A nossa comunicação social é muito selectiva. Há notícias que não interessam. E não se trata do conceito de que o cão que mordeu o homem não é notícia; só vale a pena informar sobre as coisas pouco naturais, como o caso do homem que mordeu o cão. Não! A selectividade da nossa comunicação social não é deste tipo. É do tipo de informar só o que interessa que se saiba. Há um enviezamento direccional. Quando o que interessa é fazer crer que tudo vai bem, que quem está ao leme conduz bem o barco, as notícias que podem perturbar o optimismo não devem ser dadas. Pelo contrário, se o que se quer é fazer crer que tudo vai mal, aí, quanto mais se perturbar, melhor.

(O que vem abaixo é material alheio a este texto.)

//! Top-level conversion flow.

use std::sync::Arc;

use bytes::Bytes;
use tracing::info;

use crate::acquire;
use crate::config::ConvertConfig;
use crate::engine::TranscodeEngine;
use crate::error::ConvertError;
use crate::events::{ConvertEvent, Progress};
use crate::fetch::Fetcher;
use crate::remux;
use crate::resolve::ManifestResolver;
use crate::stage::{self, AUDIO_PLAYLIST_PATH, VIDEO_PLAYLIST_PATH};
use crate::url_utils;

/// One-shot HLS to MP4 converter.
///
/// Each call to [`Converter::convert`] resolves, downloads, stages and
/// remuxes a single manifest URL, sequentially and without retries; the
/// first failure aborts the whole request.
pub struct Converter {
    fetcher: Arc<dyn Fetcher>,
    engine: Arc<dyn TranscodeEngine>,
    config: ConvertConfig,
    progress: Progress,
}

impl Converter {
    pub fn new(
        fetcher: Arc<dyn Fetcher>,
        engine: Arc<dyn TranscodeEngine>,
        config: ConvertConfig,
    ) -> Self {
        Self {
            fetcher,
            engine,
            config,
            progress: Progress::default(),
        }
    }

    /// Installs a progress callback for subsequent conversions.
    pub fn with_progress(mut self, progress: Progress) -> Self {
        self.progress = progress;
        self
    }

    /// Converts the manifest at `url` into a playable MP4 and returns its
    /// bytes.
    pub async fn convert(&self, url: &str) -> Result<Bytes, ConvertError> {
        let root = url_utils::parse(url)?;
        info!(url = %root, use_proxy = self.config.use_proxy, "starting conversion");

        let resolver = ManifestResolver::new(self.fetcher.as_ref(), self.config.use_proxy);
        let media = resolver.resolve(&root, &self.progress).await?;

        let video_segments = acquire::acquire(
            self.fetcher.as_ref(),
            &media.video,
            self.config.use_proxy,
            &self.progress,
        )
        .await?;
        let audio_segments = match &media.audio {
            Some(stream) => Some(
                acquire::acquire(
                    self.fetcher.as_ref(),
                    stream,
                    self.config.use_proxy,
                    &self.progress,
                )
                .await?,
            ),
            None => None,
        };

        stage::stage_stream(
            self.engine.as_ref(),
            &video_segments,
            &media.video.playlist,
            VIDEO_PLAYLIST_PATH,
            &self.progress,
        )
        .await?;
        if let (Some(stream), Some(segments)) = (&media.audio, &audio_segments) {
            stage::stage_stream(
                self.engine.as_ref(),
                segments,
                &stream.playlist,
                AUDIO_PLAYLIST_PATH,
                &self.progress,
            )
            .await?;
        }

        let output =
            remux::remux(self.engine.as_ref(), media.audio.is_some(), &self.progress).await?;
        info!(size = output.len(), "conversion finished");
        self.progress.emit(ConvertEvent::Completed {
            output_size: output.len(),
        });
        Ok(output)
    }
}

Só pelas considerações anteriores se pode compreender que a notícia de que a agência de notação financeira canadiana DBRS baixou a notação da Itália de A para BBB não tenha merecido ser divulgada pela nossa imprensa nem pela nossa TV, ou, se alguém a divulgou, foi de tal modo discretamente que não dei por isso nem ninguém das minhas relações habituais. Afinal a DBRS pode baixar notações! Pode-nos estragar o equilíbrio precário em que vivemos com o BCE a cuidar da nossa dívida. Mas isso pode assustar. É melhor calar.

sábado, 4 de fevereiro de 2017

Há quem goste de lixo...

Quando o PM considerou uma boa notícia que a agência Fitch tivesse mantido a notação financeira de Portugal no grau de lixo com perspectiva estável não me admirei. Quem o conhece já sabe que gosta tanto de lixo que está a fazer o possível para conservar o lixo nacional em bom estado. Para tal até negociou o apoio de partidos que têm políticas absolutamente contrárias às que o próprio partido do PM tinha até agora seguido. Portanto, se Portugal continua no lixo, é natural que António Costa fique feliz. Já me espantou que o Presidente da República tenha também considerado uma boa notícia continuarmos no lixo e não termos perspectivas para de lá sair. Por muito que a actuação e as declarações públicas de Marcelo Rebelo de Sousa me tenham sistematicamente desagradado, e cada vez mais, não esperava que ficasse contente com o lixo do País.

Se eu tivesse a minha casa cheia de lixo e me dissessem que esta situação de lixarada ainda continuava e era para ficar no futuro, nem me passa pela cabeça que ficasse resignado, muito menos feliz. Mas infelizmente há quem se sinta feliz no meio do lixo e não aspire a melhor situação.